Their article, “Social Vulnerability and Racial Inequality in COVID-19 Deaths in Chicago,” in the journal Health Education & Behavior, employed a social vulnerability index using sociodemographic characteristics of Chicago’s 77 community areas. Data included percentage of poverty, education less than a high school degree, female-headed households with children, median household income and employment ratio.

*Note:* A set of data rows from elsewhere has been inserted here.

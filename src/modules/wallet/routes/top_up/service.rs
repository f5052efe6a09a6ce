use super::types::{request, response};
use crate::{modules::payment, types::Context};
use std::sync::Arc;
use validator::Validate;

pub async fn service(ctx: Arc<Context>, payload: request::Payload) -> response::Response {
    payload.body.validate().map_err(|errors| {
        tracing::warn!("Failed to validate payload: {errors}");
        response::Error::FailedToValidate(errors)
    })?;

    payment::service::create_topup_invoice(ctx, &payload.auth.user, &payload.body.amount)
        .await
        .map_err(|_| response::Error::FailedToCreateTopupInvoiceLink)
        .map(response::Success::TopupInvoiceLink)
}
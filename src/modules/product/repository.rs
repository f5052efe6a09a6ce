use bigdecimal::BigDecimal;
use chrono::NaiveDateTime;
use serde::{Deserialize, Serialize};
use sqlx::{PgConnection, PgExecutor};
use ulid::Ulid;

use crate::{
    modules::offer,
    utils::pagination::{Paginated, Pagination},
};

#[derive(Serialize, Clone, Debug, sqlx::FromRow)]
pub struct Product {
    pub id: String,
    pub restaurant_id: String,
    pub category_id: Option<String>,
    pub name: String,
    pub description: String,
    pub image: Option<String>,
    pub price: BigDecimal,
    pub is_active: bool,
    pub is_deleted: bool,
    pub created_at: NaiveDateTime,
    pub updated_at: Option<NaiveDateTime>,
}

/// A product row joined with the best offer running on it right now.
#[derive(Clone, Debug, sqlx::FromRow)]
pub struct ProductListing {
    #[sqlx(flatten)]
    pub product: Product,
    pub offer_id: Option<String>,
    pub offer_discount_percentage: Option<i32>,
    pub offer_ends_at: Option<NaiveDateTime>,
}

#[derive(Serialize, Clone, Debug, PartialEq)]
pub struct RunningOfferSummary {
    pub id: String,
    pub discount_percentage: i32,
    pub ends_at: NaiveDateTime,
}

#[derive(Serialize, Clone, Debug)]
pub struct ProductView {
    #[serde(flatten)]
    pub product: Product,
    pub offer: Option<RunningOfferSummary>,
    pub effective_price: BigDecimal,
}

impl From<ProductListing> for ProductView {
    fn from(listing: ProductListing) -> Self {
        let offer = match (
            listing.offer_id,
            listing.offer_discount_percentage,
            listing.offer_ends_at,
        ) {
            (Some(id), Some(discount_percentage), Some(ends_at)) => Some(RunningOfferSummary {
                id,
                discount_percentage,
                ends_at,
            }),
            _ => None,
        };

        let effective_price = offer::service::effective_price(
            &listing.product.price,
            offer.as_ref().map(|offer| offer.discount_percentage),
        );

        Self {
            product: listing.product,
            offer,
            effective_price,
        }
    }
}

#[derive(Debug)]
pub enum Error {
    UnexpectedError,
}

type Result<T> = std::result::Result<T, Error>;

const LISTING_SELECT: &str = "
    SELECT
        products.*,
        running.id AS offer_id,
        running.discount_percentage AS offer_discount_percentage,
        running.ends_at AS offer_ends_at
    FROM
        products
        JOIN restaurants ON restaurants.id = products.restaurant_id
        LEFT JOIN LATERAL (
            SELECT id, discount_percentage, ends_at FROM offers
            WHERE
                offers.product_id = products.id
                AND offers.is_active = TRUE
                AND offers.starts_at <= (NOW() AT TIME ZONE 'UTC')
                AND offers.ends_at > (NOW() AT TIME ZONE 'UTC')
            ORDER BY offers.discount_percentage DESC
            LIMIT 1
        ) running ON TRUE
";

const VISIBLE_CONDITION: &str = "
    products.is_active = TRUE
    AND products.is_deleted = FALSE
    AND restaurants.is_active = TRUE
    AND restaurants.is_deleted = FALSE
";

pub struct CreateProductPayload {
    pub restaurant_id: String,
    pub category_id: Option<String>,
    pub name: String,
    pub description: String,
    pub image: Option<String>,
    pub price: BigDecimal,
}

pub async fn create<'e, E: PgExecutor<'e>>(e: E, payload: CreateProductPayload) -> Result<Product> {
    sqlx::query_as::<_, Product>(
        "
        INSERT INTO products (
            id,
            restaurant_id,
            category_id,
            name,
            description,
            image,
            price
        )
        VALUES ($1, $2, $3, $4, $5, $6, $7)
        RETURNING *
        ",
    )
    .bind(Ulid::new().to_string())
    .bind(payload.restaurant_id.clone())
    .bind(payload.category_id)
    .bind(payload.name)
    .bind(payload.description)
    .bind(payload.image)
    .bind(payload.price)
    .fetch_one(e)
    .await
    .map_err(|err| {
        tracing::error!(
            "Error occurred while creating a product for restaurant {}: {}",
            payload.restaurant_id,
            err
        );
        Error::UnexpectedError
    })
}

/// A non-deleted product of the given restaurant.
pub async fn find_owned<'e, E: PgExecutor<'e>>(
    e: E,
    id: String,
    restaurant_id: String,
) -> Result<Option<Product>> {
    sqlx::query_as::<_, Product>(
        "SELECT * FROM products WHERE id = $1 AND restaurant_id = $2 AND is_deleted = FALSE",
    )
    .bind(id.clone())
    .bind(restaurant_id)
    .fetch_optional(e)
    .await
    .map_err(|err| {
        tracing::error!("Error occurred while fetching product {}: {}", id, err);
        Error::UnexpectedError
    })
}

/// Locks the product row for the rest of the transaction.
pub async fn lock_by_id(conn: &mut PgConnection, id: String) -> Result<()> {
    sqlx::query("SELECT id FROM products WHERE id = $1 FOR UPDATE")
        .bind(id.clone())
        .execute(conn)
        .await
        .map(|_| ())
        .map_err(|err| {
            tracing::error!("Error occurred while locking product {}: {}", id, err);
            Error::UnexpectedError
        })
}

pub async fn find_listing_by_id<'e, E: PgExecutor<'e>>(
    e: E,
    id: String,
) -> Result<Option<ProductListing>> {
    let sql = format!(
        "{} WHERE products.id = $1 AND {}",
        LISTING_SELECT, VISIBLE_CONDITION
    );

    sqlx::query_as::<_, ProductListing>(&sql)
        .bind(id.clone())
        .fetch_optional(e)
        .await
        .map_err(|err| {
            tracing::error!("Error occurred while fetching product {}: {}", id, err);
            Error::UnexpectedError
        })
}

pub async fn find_listings_by_ids<'e, E: PgExecutor<'e>>(
    e: E,
    ids: Vec<String>,
) -> Result<Vec<ProductListing>> {
    let sql = format!(
        "{} WHERE products.id = ANY($1) AND {}",
        LISTING_SELECT, VISIBLE_CONDITION
    );

    sqlx::query_as::<_, ProductListing>(&sql)
        .bind(ids)
        .fetch_all(e)
        .await
        .map_err(|err| {
            tracing::error!("Error occurred while fetching products by ids: {}", err);
            Error::UnexpectedError
        })
}

#[derive(Deserialize, Default)]
pub struct Filters {
    pub restaurant_id: Option<String>,
    pub category_id: Option<String>,
    pub search: Option<String>,
}

const FILTER_CONDITION: &str = "
    ($1::TEXT IS NULL OR products.restaurant_id = $1)
    AND ($2::TEXT IS NULL OR products.category_id = $2)
    AND ($3::TEXT IS NULL OR products.name ILIKE CONCAT('%', $3, '%'))
";

pub async fn find_many<'e, E: PgExecutor<'e> + Copy>(
    e: E,
    pagination: Pagination,
    filters: Filters,
) -> Result<Paginated<ProductListing>> {
    let items_sql = format!(
        "{} WHERE {} AND {} ORDER BY products.created_at DESC LIMIT $4 OFFSET $5",
        LISTING_SELECT, VISIBLE_CONDITION, FILTER_CONDITION
    );
    let count_sql = format!(
        "
        SELECT COUNT(*) FROM products
        JOIN restaurants ON restaurants.id = products.restaurant_id
        WHERE {} AND {}
        ",
        VISIBLE_CONDITION, FILTER_CONDITION
    );

    let products = sqlx::query_as::<_, ProductListing>(&items_sql)
        .bind(filters.restaurant_id.clone())
        .bind(filters.category_id.clone())
        .bind(filters.search.clone())
        .bind(pagination.limit())
        .bind(pagination.offset())
        .fetch_all(e)
        .await
        .map_err(|err| {
            tracing::error!("Error occurred while trying to fetch many products: {}", err);
            Error::UnexpectedError
        })?;

    let total = sqlx::query_scalar::<_, i64>(&count_sql)
        .bind(filters.restaurant_id)
        .bind(filters.category_id)
        .bind(filters.search)
        .fetch_one(e)
        .await
        .map_err(|err| {
            tracing::error!("Error occurred while trying to count products: {}", err);
            Error::UnexpectedError
        })?;

    Ok(Paginated::from_query(products, total, &pagination))
}

pub async fn find_favorites<'e, E: PgExecutor<'e> + Copy>(
    e: E,
    customer_id: String,
    pagination: Pagination,
) -> Result<Paginated<ProductListing>> {
    let items_sql = format!(
        "
        {}
        JOIN favorites ON favorites.product_id = products.id
        WHERE favorites.customer_id = $1 AND {}
        ORDER BY favorites.created_at DESC
        LIMIT $2 OFFSET $3
        ",
        LISTING_SELECT, VISIBLE_CONDITION
    );
    let count_sql = format!(
        "
        SELECT COUNT(*) FROM products
        JOIN restaurants ON restaurants.id = products.restaurant_id
        JOIN favorites ON favorites.product_id = products.id
        WHERE favorites.customer_id = $1 AND {}
        ",
        VISIBLE_CONDITION
    );

    let products = sqlx::query_as::<_, ProductListing>(&items_sql)
        .bind(customer_id.clone())
        .bind(pagination.limit())
        .bind(pagination.offset())
        .fetch_all(e)
        .await
        .map_err(|err| {
            tracing::error!(
                "Error occurred while fetching favorites of {}: {}",
                customer_id,
                err
            );
            Error::UnexpectedError
        })?;

    let total = sqlx::query_scalar::<_, i64>(&count_sql)
        .bind(customer_id.clone())
        .fetch_one(e)
        .await
        .map_err(|err| {
            tracing::error!(
                "Error occurred while counting favorites of {}: {}",
                customer_id,
                err
            );
            Error::UnexpectedError
        })?;

    Ok(Paginated::from_query(products, total, &pagination))
}

pub async fn find_many_by_section_id<'e, E: PgExecutor<'e>>(
    e: E,
    section_id: String,
) -> Result<Vec<ProductListing>> {
    let sql = format!(
        "
        {}
        JOIN section_products ON section_products.product_id = products.id
        WHERE section_products.section_id = $1 AND {}
        ORDER BY section_products.position ASC
        ",
        LISTING_SELECT, VISIBLE_CONDITION
    );

    sqlx::query_as::<_, ProductListing>(&sql)
        .bind(section_id.clone())
        .fetch_all(e)
        .await
        .map_err(|err| {
            tracing::error!(
                "Error occurred while fetching products of section {}: {}",
                section_id,
                err
            );
            Error::UnexpectedError
        })
}

pub struct UpdateProductPayload {
    pub category_id: Option<String>,
    pub name: Option<String>,
    pub description: Option<String>,
    pub image: Option<String>,
    pub price: Option<BigDecimal>,
    pub is_active: Option<bool>,
}

pub async fn update_owned<'e, E: PgExecutor<'e>>(
    e: E,
    id: String,
    restaurant_id: String,
    payload: UpdateProductPayload,
) -> Result<Option<Product>> {
    sqlx::query_as::<_, Product>(
        "
        UPDATE products SET
            category_id = COALESCE($1, category_id),
            name = COALESCE($2, name),
            description = COALESCE($3, description),
            image = COALESCE($4, image),
            price = COALESCE($5, price),
            is_active = COALESCE($6, is_active),
            updated_at = NOW()
        WHERE
            id = $7
            AND restaurant_id = $8
            AND is_deleted = FALSE
        RETURNING *
        ",
    )
    .bind(payload.category_id)
    .bind(payload.name)
    .bind(payload.description)
    .bind(payload.image)
    .bind(payload.price)
    .bind(payload.is_active)
    .bind(id.clone())
    .bind(restaurant_id)
    .fetch_optional(e)
    .await
    .map_err(|err| {
        tracing::error!("Error occurred while updating product {}: {}", id, err);
        Error::UnexpectedError
    })
}

pub async fn soft_delete_owned<'e, E: PgExecutor<'e>>(
    e: E,
    id: String,
    restaurant_id: String,
) -> Result<bool> {
    sqlx::query(
        "
        UPDATE products SET
            is_deleted = TRUE,
            updated_at = NOW()
        WHERE
            id = $1
            AND restaurant_id = $2
            AND is_deleted = FALSE
        ",
    )
    .bind(id.clone())
    .bind(restaurant_id)
    .execute(e)
    .await
    .map(|result| result.rows_affected() > 0)
    .map_err(|err| {
        tracing::error!("Error occurred while deleting product {}: {}", id, err);
        Error::UnexpectedError
    })
}

/// Replaces the addon set of a product. Run inside a transaction.
pub async fn set_addons(
    conn: &mut PgConnection,
    product_id: String,
    addon_ids: Vec<String>,
) -> Result<()> {
    sqlx::query("DELETE FROM product_addons WHERE product_id = $1")
        .bind(product_id.clone())
        .execute(&mut *conn)
        .await
        .map_err(|err| {
            tracing::error!(
                "Error occurred while clearing addons of product {}: {}",
                product_id,
                err
            );
            Error::UnexpectedError
        })?;

    sqlx::query(
        "
        INSERT INTO product_addons (product_id, addon_id)
        SELECT $1, UNNEST($2::TEXT[])
        ",
    )
    .bind(product_id.clone())
    .bind(addon_ids)
    .execute(&mut *conn)
    .await
    .map(|_| ())
    .map_err(|err| {
        tracing::error!(
            "Error occurred while attaching addons to product {}: {}",
            product_id,
            err
        );
        Error::UnexpectedError
    })
}

pub async fn count_owned<'e, E: PgExecutor<'e>>(
    e: E,
    restaurant_id: String,
    ids: Vec<String>,
) -> Result<i64> {
    sqlx::query_scalar::<_, i64>(
        "
        SELECT COUNT(*) FROM products
        WHERE
            restaurant_id = $1
            AND id = ANY($2)
            AND is_deleted = FALSE
        ",
    )
    .bind(restaurant_id.clone())
    .bind(ids)
    .fetch_one(e)
    .await
    .map_err(|err| {
        tracing::error!(
            "Error occurred while counting products of restaurant {}: {}",
            restaurant_id,
            err
        );
        Error::UnexpectedError
    })
}

#[cfg(test)]
mod tests {
    use super::*;
    use chrono::Utc;
    use std::str::FromStr;

    fn listing(discount: Option<i32>) -> ProductListing {
        let now = Utc::now().naive_utc();
        ProductListing {
            product: Product {
                id: "product".to_string(),
                restaurant_id: "restaurant".to_string(),
                category_id: None,
                name: "Jollof rice".to_string(),
                description: String::new(),
                image: None,
                price: BigDecimal::from_str("2500").unwrap(),
                is_active: true,
                is_deleted: false,
                created_at: now,
                updated_at: None,
            },
            offer_id: discount.map(|_| "offer".to_string()),
            offer_discount_percentage: discount,
            offer_ends_at: discount.map(|_| now),
        }
    }

    #[test]
    fn view_without_offer_keeps_the_listed_price() {
        let view = ProductView::from(listing(None));

        assert!(view.offer.is_none());
        assert_eq!(view.effective_price, BigDecimal::from_str("2500.00").unwrap());
    }

    #[test]
    fn view_with_running_offer_is_discounted() {
        let view = ProductView::from(listing(Some(20)));

        assert_eq!(view.offer.map(|offer| offer.discount_percentage), Some(20));
        assert_eq!(view.effective_price, BigDecimal::from_str("2000.00").unwrap());
    }

    #[test]
    fn view_flattens_the_product_fields() {
        let value = serde_json::to_value(ProductView::from(listing(Some(10)))).unwrap();

        assert_eq!(value["name"], "Jollof rice");
        assert_eq!(value["offer"]["discount_percentage"], 10);
        assert!(value.get("product").is_none());
    }
}
mod handler;
mod service;
mod types;

use crate::types::Context;
use axum::{routing::get, Router};
use std::sync::Arc;

pub fn get_router() -> Router<Arc<Context>> {
    Router::new().route("/", get(handler::handler))
}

Health risk factor scores were created using comorbidities from the Chicago Health Atlas. Relevant data included rates of heart-related death, stroke deaths, asthma, hypertension, diabetes, obesity and smoking. Finally, the researchers employed ArcGIS to identify hotspots of COVID infections and mortality across the city of Chicago.

Their analysis found COVID-19 deaths were clustered on the South and West sides of Chicago in predominantly Black communities. The authors noted driving factors including the disproportionate effects of multiple chronic diseases among Black populations and persisting social inequities that have dismantled community capacity.

Since this research was conducted, infection and death rate among Latino and Hispanic populations in Chicago has dramatically increased. Kim notes that one of the drivers of infection and risk during the pandemic is the economic ability to stay at home, something essential workers are literally called not to do. She cites similar effects that drove racial differences in health outcomes during the 1995 Chicago heat wave and Hurricane Katrina.

“Low wage workers have to continue to work to make this policy successful,” Kim said. “We see this a lot of times with new technology or treatment interventions widening existing disparity gaps.”

Kim is working on new research examining strategies to address the effects of social vulnerability and health risk. She cites UI Health’s Mile Square Health Centers opening of COVID-19 testing sites in communities hardest hit by the virus as a tool to increase access to care.

“The primary impact of COVID-19 is health, but the secondary impacts of COVID-19 are something I think we need to pay more attention to,” Kim said. “Policies are designed to benefit certain groups of people, and people who can’t take advantage are exposed even more.”